Published Jun 28, 2020
Code Bootcamps are a Costly Scam

Many of my clients here on Codementor have ALREADY paid $10,000 - $25,000 (the greed! but later about that) to a bootcamp, are now shelling out $60/hour and more on a private tutor to help them!

I say that not to bash my “competition” (you will later understand why they are not) but to save you the same disappointment that I experienced going through a coding course.

What do bootcamps promise: to make you a programmer.
What do bootcamps do: they teach you code.

Only 10-20% will find success on the path they imagined before starting, and the bootcamp’s promise fulfilled. And they are the people that most likely could have done it on their own to begin with.

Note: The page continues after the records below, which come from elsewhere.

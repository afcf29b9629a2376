//! HTTP listener.

use axum::Router;
use olapgate_config::GatewayConfig;
use std::net::SocketAddr;
use tokio::net::TcpListener;
use tracing::{info, warn};

use crate::bootstrap::build_app;
use crate::error::Result;

/// Build the gateway from `config` and serve it until Ctrl-C.
pub async fn start_server(config: GatewayConfig) -> Result<()> {
    let addr = config.listen_addr()?;
    let app = build_app(&config)?;

    info!("Starting olapgate on http://{}", addr);
    let listener = TcpListener::bind(addr).await?;
    serve(listener, app).await
}

/// Serve `app` on an already bound listener.
///
/// Connection info is attached to every request so user host restrictions
/// can be checked.
pub async fn serve(listener: TcpListener, app: Router) -> Result<()> {
    axum::serve(
        listener,
        app.into_make_service_with_connect_info::<SocketAddr>(),
    )
    .with_graceful_shutdown(shutdown_signal())
    .await?;

    info!("Server stopped");
    Ok(())
}

async fn shutdown_signal() {
    if let Err(err) = tokio::signal::ctrl_c().await {
        warn!(error = %err, "Failed to listen for shutdown signal");
        std::future::pending::<()>().await;
    }
    info!("Shutting down");
}
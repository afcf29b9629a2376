//! Serving over a real socket.

mod common;

use axum::Router;
use common::{socket_app, Script, ScriptedEngine};
use olapgate_config::GatewayConfig;
use olapgate_core::GatewayError;
use olapgate_server::{build_app, serve};
use std::net::SocketAddr;
use std::sync::Arc;
use std::time::Duration;
use tokio::io::{AsyncReadExt, AsyncWriteExt};
use tokio::net::{TcpListener, TcpStream};

const CONFIG: &str = r#"
[engine]
kind = "memory"

[[engine.fixtures]]
query = "SELECT count() AS cnt FROM default.hits FORMAT TabSeparated"
rows = ["42"]

[users.local]
allowed_hosts = ["127.0.0.1", "::1"]

[users.remote_only]
allowed_hosts = ["10.1.2.3"]
"#;

async fn spawn(app: Router) -> SocketAddr {
    let listener = TcpListener::bind("127.0.0.1:0").await.unwrap();
    let addr = listener.local_addr().unwrap();
    tokio::spawn(serve(listener, app));
    addr
}

async fn spawn_server() -> String {
    let config = GatewayConfig::from_toml_str(CONFIG).unwrap();
    let addr = spawn(build_app(&config).unwrap()).await;
    format!("http://{}", addr)
}

/// Send a raw HTTP/1.1 POST and read until the server closes or resets.
async fn raw_post(addr: SocketAddr, target: &str, body: &str) -> String {
    let mut stream = TcpStream::connect(addr).await.unwrap();
    let request = format!(
        "POST {} HTTP/1.1\r\nHost: localhost\r\nContent-Length: {}\r\nConnection: close\r\n\r\n{}",
        target,
        body.len(),
        body
    );
    stream.write_all(request.as_bytes()).await.unwrap();

    let mut received = Vec::new();
    let mut buf = [0u8; 4096];
    loop {
        match tokio::time::timeout(Duration::from_secs(10), stream.read(&mut buf)).await {
            Ok(Ok(0)) | Ok(Err(_)) => break,
            Ok(Ok(n)) => received.extend_from_slice(&buf[..n]),
            Err(_) => panic!("server neither finished nor aborted the response"),
        }
    }
    String::from_utf8_lossy(&received).into_owned()
}

fn failing_engine() -> Arc<ScriptedEngine> {
    ScriptedEngine::new(Script::FailAfter {
        chunks: vec!["a\n", "b\n"],
        error: GatewayError::Runtime {
            message: "lost the source".to_string(),
        },
    })
}

fn client() -> reqwest::Client {
    reqwest::Client::builder()
        .no_proxy()
        .timeout(Duration::from_secs(10))
        .build()
        .unwrap()
}

#[tokio::test]
async fn test_query_over_tcp() {
    let base = spawn_server().await;

    let response = client()
        .post(format!("{}/?user=local", base))
        .body("SELECT cnt FROM hits")
        .send()
        .await
        .unwrap();

    assert_eq!(response.status(), 200);
    assert_eq!(response.text().await.unwrap(), "42\n");
}

#[tokio::test]
async fn test_peer_address_is_checked() {
    let base = spawn_server().await;

    let response = client()
        .post(format!("{}/?user=remote_only", base))
        .body("SELECT cnt FROM hits")
        .send()
        .await
        .unwrap();

    assert_eq!(response.status(), 500);
    let body = response.text().await.unwrap();
    assert!(body.starts_with("Code: 195, "), "{}", body);
}

#[tokio::test]
async fn test_ping_over_tcp() {
    let base = spawn_server().await;
    let body = client()
        .get(format!("{}/ping", base))
        .send()
        .await
        .unwrap()
        .text()
        .await
        .unwrap();
    assert_eq!(body, "Ok.\n");
}

#[tokio::test]
async fn test_result_is_sent_chunked() {
    let config = GatewayConfig::from_toml_str(CONFIG).unwrap();
    let addr = spawn(build_app(&config).unwrap()).await;

    let response = raw_post(addr, "/?user=local", "SELECT cnt FROM hits").await;

    assert!(response.starts_with("HTTP/1.1 200 OK\r\n"), "{}", response);
    assert!(
        response.to_ascii_lowercase().contains("transfer-encoding: chunked\r\n"),
        "{}",
        response
    );
    assert!(response.ends_with("0\r\n\r\n"), "{}", response);
}

#[tokio::test]
async fn test_mid_stream_failure_aborts_connection() {
    let addr = spawn(socket_app(failing_engine())).await;

    let response = raw_post(addr, "/", "SELECT cnt FROM table1").await;

    // Buffered output may be dropped with the connection, but never terminated.
    if !response.is_empty() {
        assert!(response.starts_with("HTTP/1.1 200 OK\r\n"), "{}", response);
    }
    assert!(!response.ends_with("0\r\n\r\n"), "{}", response);
}

#[tokio::test]
async fn test_mid_stream_failure_is_a_client_error() {
    let addr = spawn(socket_app(failing_engine())).await;

    let sent = client()
        .post(format!("http://{}/", addr))
        .body("SELECT cnt FROM table1")
        .send()
        .await;

    // The abort can land before or after the status line is parsed.
    if let Ok(response) = sent {
        assert_eq!(response.status(), 200);
        assert!(response.text().await.is_err());
    }
}
//! Legacy OLAP query front end.
//!
//! The legacy language is a small `SELECT ... FROM ...` dialect. This crate
//! parses request bodies into a [`LegacyQuery`] and renders that query as
//! SQL for the downstream engine:
//!
//! ```text
//! body bytes -> LegacyParser -> LegacyQuery -> SqlTranslator -> SQL text
//! ```

pub mod ast;
pub mod parser;
pub mod translate;

pub use ast::{CompareOp, Condition, LegacyQuery, Literal, OrderBy, Projection, SortDirection, TableRef};
pub use parser::{parse_query, LegacyParser};
pub use translate::{AttributeCatalog, SqlTranslator};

Why such a miserable outcome?
Here are the 4 main reasons:

1. They teach HOW but not WHY.

The WHY seems so trivial to the teachers they never give a second thought to explain it. WHY use a variable? An array? A map function?
It is so neat when the teacher demonstrates HOW, but once the teacher leaves, the student has no idea what to do. This is the difference between knowing code (simple memorizing) and a programmer that knows WHY certain tools are the right ones for a job.

2. Poor mental models

Big words, let me explain quickly!
Code, in big contrast to popular belief, is more of a manual craft, rather than academic knowledge. As a blacksmith needs to know the feel of the iron, how it responds to his tools, the same way the programmer needs to feel code. We learn to expect the behavior of the material.

One does not become a blacksmith from a YouTube tutorial or a lecture. Yet this is exactly what bootcamps do: they show a few examples, and expect students to memorize them for all eternity, knowing when exactly is the right time to use them.

3. Group teaching

I’ll say just this: the concept was invented in favor of the institutions alone. Individual students gain nothing from having to adjust to a homogenized speed and process.

4. Price

Most of the students are still trying to get into the industry or switching careers. If you are in constant financial stress your learning suffers dearly and no promises of future glory and riches can help that. Even the cheapest bootcamps are far from being “accessible”. Someone needs to pay rent.

Conclusion

No wonder the poor students are willing to pay for extra mentorship: not only they are not being taught properly, but they are also being made feel stupid! In addition to being pressured, and comparing yourself to your peers.
Kinda reminds me of high school, only you pay ridiculous money for it…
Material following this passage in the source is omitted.